++++ Information provided
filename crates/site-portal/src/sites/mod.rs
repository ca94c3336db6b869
//! Site acquisition pipeline: records, activity history, storage seams, the
//! service feeding stored inputs into the evaluation engine, and HTTP routes.

pub mod domain;
pub mod import;
pub mod repository;
pub mod router;
pub mod service;

#[cfg(test)]
mod tests;

pub use domain::{
    ActivityEntry, ActivityKind, SiteId, SiteRecord, SiteStage, SiteSubmission, SiteView,
};
pub use import::{SiteCsvImporter, SiteImportError};
pub use repository::{FundSettingsStore, RepositoryError, SiteRepository};
pub use router::{site_router, EvaluationRequest};
pub use service::{SiteEvaluation, SitePipelineService, SiteServiceError};
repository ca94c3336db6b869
mod common;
++++++++
● Task:
The data above should be copied exactly, with no line omitted.

● Completed task:
filename crates/site-portal/src/sites/mod.rs
repository ca94c3336db6b869
//! Site acquisition pipeline: records, activity history, storage seams, the
//! service feeding stored inputs into the evaluation engine, and HTTP routes.

pub mod domain;
pub mod import;
pub mod repository;
pub mod router;
pub mod service;

#[cfg(test)]
mod tests;

pub use domain::{
    ActivityEntry, ActivityKind, SiteId, SiteRecord, SiteStage, SiteSubmission, SiteView,
};
pub use import::{SiteCsvImporter, SiteImportError};
pub use repository::{FundSettingsStore, RepositoryError, SiteRepository};
pub use router::{site_router, EvaluationRequest};
pub use service::{SiteEvaluation, SitePipelineService, SiteServiceError};
repository ca94c3336db6b869
mod common;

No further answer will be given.